Some of us older folks recall when the Sabbath was sacred and in our area, nothing was opened on Sundays. Whether we liked it or not, it gave us a day of rest and rejuvenation. It has been suggested that with COVID-19 the earth is getting it’s Sabbath and a chance to rejuvenate.

I recently read this story about a young woman who was fed up with all the restrictions because of COVID. She then met an elderly gentleman who talked about living through polio, diphtheria, Vietnam, protests and yet was still enchanted with life. He seemed surprised when the young lady said that 2020 must be especially challenging for him. “No,” he said. “I learned a long time ago to not see the world through the news headlines. I see the world through the people who surround me. Therefore I just choose to write my own headline news.”

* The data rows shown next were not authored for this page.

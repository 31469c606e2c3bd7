use serde::Serialize;
use std::sync::Arc;

/// Progress callback for uploads and downloads: `(bytes_so_far, total_bytes)`.
///
/// `total_bytes` is zero when the remote store did not report a size.
pub type ProgressCallback = Arc<dyn Fn(u64, u64) + Send + Sync>;

/// One folder in a tree returned by [`DriveFacade::folder_tree`](crate::DriveFacade::folder_tree).
#[derive(Debug, Clone, PartialEq, Eq, Serialize)]
pub struct FolderNode {
    pub id: String,
    pub name: String,
    /// `None` when the folder was not explored (depth limit or listing failure)
    pub children: Option<Vec<FolderNode>>,
}

impl FolderNode {
    pub fn is_explored(&self) -> bool {
        self.children.is_some()
    }

    /// Number of folders in this subtree, this one included.
    pub fn count(&self) -> usize {
        1 + self
            .children
            .iter()
            .flatten()
            .map(FolderNode::count)
            .sum::<usize>()
    }
}

#[cfg(test)]
mod tests {
    use super::*;

    #[test]
    fn test_count_and_explored() {
        let tree = FolderNode {
            id: "root".into(),
            name: "Course".into(),
            children: Some(vec![
                FolderNode {
                    id: "w1".into(),
                    name: "Week 1".into(),
                    children: None,
                },
                FolderNode {
                    id: "w2".into(),
                    name: "Week 2".into(),
                    children: Some(vec![]),
                },
            ]),
        };

        assert_eq!(tree.count(), 3);
        assert!(tree.is_explored());
        assert!(!tree.children.as_ref().unwrap()[0].is_explored());
    }
}
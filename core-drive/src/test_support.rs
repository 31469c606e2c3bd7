//! Shared fixtures for unit tests.

use async_trait::async_trait;
use bridge_traits::error::Result;
use bridge_traits::storage::{
    ChunkOutcome, FileKind, FilePage, FileUpdate, ListRequest, NewFile, RemoteFile,
    RemoteFileClient, UploadSession, UploadTarget, FOLDER_MIME_TYPE,
};
use bytes::Bytes;
use mockall::mock;

mock! {
    pub RemoteFileClient {}

    #[async_trait]
    impl RemoteFileClient for RemoteFileClient {
        async fn list_children(&self, request: &ListRequest) -> Result<FilePage>;
        async fn get_file(&self, file_id: &str) -> Result<RemoteFile>;
        async fn create_file(&self, file: &NewFile) -> Result<RemoteFile>;
        async fn update_file(&self, file_id: &str, update: &FileUpdate) -> Result<RemoteFile>;
        async fn delete_file(&self, file_id: &str) -> Result<()>;
        async fn download(&self, file_id: &str) -> Result<Box<dyn tokio::io::AsyncRead + Send + Unpin>>;
        async fn start_upload(&self, target: &UploadTarget, total_bytes: u64) -> Result<UploadSession>;
        async fn upload_chunk(
            &self,
            session: &UploadSession,
            offset: u64,
            chunk: Bytes,
            total_bytes: u64,
        ) -> Result<ChunkOutcome>;
    }
}

pub fn file(id: &str, name: &str, parent: &str) -> RemoteFile {
    RemoteFile {
        id: id.to_string(),
        name: name.to_string(),
        kind: FileKind::File,
        mime_type: Some("application/pdf".to_string()),
        size: Some(1024),
        created_at: None,
        modified_at: None,
        owners: vec!["teacher@school.edu".to_string()],
        parent_ids: vec![parent.to_string()],
        view_link: None,
    }
}

pub fn folder(id: &str, name: &str, parent: &str) -> RemoteFile {
    RemoteFile {
        kind: FileKind::Folder,
        mime_type: Some(FOLDER_MIME_TYPE.to_string()),
        size: None,
        ..file(id, name, parent)
    }
}
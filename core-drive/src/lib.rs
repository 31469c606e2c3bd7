//! # Drive Access Core
//!
//! A caching, retrying and invalidating façade over a remote file store.
//!
//! ## Overview
//!
//! This crate provides:
//! - `DriveFacade`: list, search, metadata, exact lookup, folder trees,
//!   transfers and mutations behind a sentinel-returning API
//! - `RetryExecutor`: bounded retries with exponential backoff for every
//!   remote call, driven by `RemoteCall` request descriptors
//! - `TimedCache` and `RecencyCache`: a TTL store for all reads and an LRU
//!   store for metadata-by-id
//! - `InvalidationCoordinator`: scope-based purging after successful writes
//!
//! The remote store is reached only through
//! [`bridge_traits::storage::RemoteFileClient`]; the Google Drive binding
//! lives in `provider-google-drive`.

pub mod cache;
pub mod error;
pub mod facade;
pub mod invalidation;
pub mod models;
pub mod query;
pub mod requests;
pub mod retry;
pub mod transfer;

#[cfg(test)]
pub(crate) mod test_support;

pub use cache::{CacheKey, CachedPayload, RecencyCache, TimedCache};
pub use error::{DriveError, EvictError, Result};
pub use facade::DriveFacade;
pub use invalidation::InvalidationCoordinator;
pub use models::{FolderNode, ProgressCallback};
pub use retry::{classify, Classification, RemoteCall, RetryExecutor};
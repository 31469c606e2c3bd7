//! Drive query strings.

use bridge_traits::storage::FOLDER_MIME_TYPE;

/// Listing order: folders first, then by name.
pub const LIST_ORDER: &str = "folder,name";

/// Order for folder-only listings.
pub const FOLDER_ORDER: &str = "name";

/// Escape a value for use inside a single-quoted query literal.
pub fn escape_literal(value: &str) -> String {
    value.replace('\\', "\\\\").replace('\'', "\\'")
}

/// Non-trashed direct children of `folder_id`.
pub fn children_of(folder_id: &str) -> String {
    format!("'{}' in parents and trashed = false", escape_literal(folder_id))
}

/// Non-trashed direct sub-folders of `folder_id`.
pub fn folder_children_of(folder_id: &str) -> String {
    format!(
        "'{}' in parents and mimeType = '{}' and trashed = false",
        escape_literal(folder_id),
        FOLDER_MIME_TYPE
    )
}

/// Objects whose name contains `text`, optionally restricted to one folder.
pub fn name_contains(text: &str, folder_id: Option<&str>) -> String {
    let mut query = format!(
        "name contains '{}' and trashed = false",
        escape_literal(text)
    );
    if let Some(folder_id) = folder_id {
        query.push_str(&format!(" and '{}' in parents", escape_literal(folder_id)));
    }
    query
}

/// Objects named exactly `name` directly inside `parent_id`.
pub fn exact_name_in(name: &str, parent_id: &str) -> String {
    format!(
        "name = '{}' and '{}' in parents and trashed = false",
        escape_literal(name),
        escape_literal(parent_id)
    )
}
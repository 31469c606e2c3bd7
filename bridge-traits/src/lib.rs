//! # Host Bridge Traits
//!
//! Capability traits the drive access layer depends on but does not
//! implement itself.
//!
//! ## Overview
//!
//! This crate defines the contract between the drive façade and the
//! platform-specific pieces around it. Each trait is a capability the core
//! requires but that is provided from outside: a transport, a time source and
//! an authenticated remote file store.
//!
//! ## Traits
//!
//! - [`HttpClient`](http::HttpClient) - Single-attempt async HTTP operations
//! - [`RemoteFileClient`](storage::RemoteFileClient) - List/get/create/update/delete
//!   remote objects and stream their bytes
//! - [`Clock`](time::Clock) - Time source for deterministic cache expiry tests
//!
//! ## Error Handling
//!
//! All bridge traits use the [`BridgeError`](error::BridgeError) type. HTTP
//! answers keep their status code (`BridgeError::Status`) and transport
//! timeouts are reported as `BridgeError::Timeout`, which is what the retry
//! classification in `core-drive` keys on.
//!
//! ## Thread Safety
//!
//! All bridge traits require `Send + Sync` bounds so one implementation can be
//! shared across async tasks.

pub mod error;
pub mod http;
pub mod storage;
pub mod time;

pub use error::BridgeError;

// Re-export commonly used types
pub use http::{HttpClient, HttpMethod, HttpRequest, HttpResponse};
pub use storage::{
    ChunkOutcome, FileKind, FilePage, FileUpdate, ListRequest, NewFile, RemoteFile,
    RemoteFileClient, UploadSession, UploadTarget,
};
pub use time::{Clock, LogLevel, ManualClock, SystemClock};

“Husband loves wife today.”

“Family drops everything to come to grandma’s bedside.”

“Old man makes new friend,” he said as he patted the young girl’s hand.

His words collided with the young girl’s worries. She was left with a renewed spirit. Her headline now reads, “Woman overwhelmed by the spirit of kindness and the reminder of our capacity to love, which is never ending.”

I worry about some of our neighbours, especially in the United States, who seem to have come to the conclusion that the battle against this pandemic has been won. Why then are people still working on the frontlines putting their health and life at risk and providing essential services to both those who are sick and those who are well?

Right now there have been more than nine million cases of COVID-19 worldwide. Almost half a million have died. There may be many millions more before the pandemic ends.

But to put things into perspective, each year 5.3 million children under the age of five die due to mainly preventable causes like malnutrition and water borne diseases.

Another 4.3 million will die annually due to air pollution. With factories closing and fewer people travelling, that number hopefully should decrease this year.

It continues to amaze me at how much investment our governments are putting into saving lives from COVID-19 this year, and rightfully so. But once the pandemic ends, what investment will we be considering to help those that die from the aforementioned issues? Hopefully addressing the issues of child mortality, food security, clean water, pollution and health care will rise to the forefront.

I’m at hoping we don’t go back to the old “normal,” but create a new, better normal.